Sur le plan géographique aussi, la contestation s’étend. Les tracteurs portugais ont bloqué un important point de passage à la frontière avec l’Espagne, tandis que des producteurs espagnols ont annoncé qu’ils bloqueraient les routes de plusieurs villes le 6 février et que 1500 tracteurs italiens convergeaient sur Rome le même jour. En France, après avoir obtenu des promesses financières significatives de la part du gouvernement, ainsi que des restrictions pour les industriels et les chaînes de distribution et la « mise en pause » du plan Ecophyto sur les pesticides, les principales organisations ont mis fin aux manifestations, mais cela pourrait changer très rapidement.

Aspect essentiel, les agriculteurs du monde entier commencent à défendre les intérêts d’autres secteurs de l’économie, en particulier les PME, et à exiger la mise au pas des grands cartels qui dictent la politique à Bruxelles, ainsi que les prix agricoles. Il est clair que le Green Deal est une stratégie visant à enrichir les grosses multinationales et les latifundistes, au détriment des exploitations familiales et des consommateurs.

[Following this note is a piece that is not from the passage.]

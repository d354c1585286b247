/// Three-channel linear RGB radiometric quantities (radiance, reflectance, throughput).
pub mod color;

Face à la perspective de revers importants pour le Green Deal d’ici les élections au Parlement européen en juin, 50 grandes entreprises membres de la Fondation allemande Climat Economie ont publié le 27 janvier une lettre ouverte incitant Berlin à ne pas abandonner le calendrier du Green Deal, mais à en garantir la mise en œuvre dans les années à venir, quelle que soit l’ampleur des protestations. Parmi les signataires, citons Thyssen-Krupp, Salzgitter Acier, Aurubis (cuivre), Strabag (construction), Bilfinger (construction), IKEA, Miele (électro-ménager), E.on et enBW (grands fournisseurs d’énergie), Aéroport de Francfort, Hermes (logistique), BNP Paribas, Union Investment et Triodos Bank.

La directrice du FMI Kristalina Georgieva, pour sa part, a mis en garde les gouvernements et la Commission contre des concessions aux agriculteurs que, tôt ou tard, ils pourraient regretter. Et l’Institut royal des Affaires étrangères (Chatham House) a conseillé aux gouvernements de coopter la contestation en engageant le dialogue, mais sans toucher aux fondamentaux du Green Deal. En effet, c’est à juste titre que les cartels agro-alimentaires et les intérêts bancaires impliqués dans ce programme redoutent le naufrage de leur projet « environnementaliste ».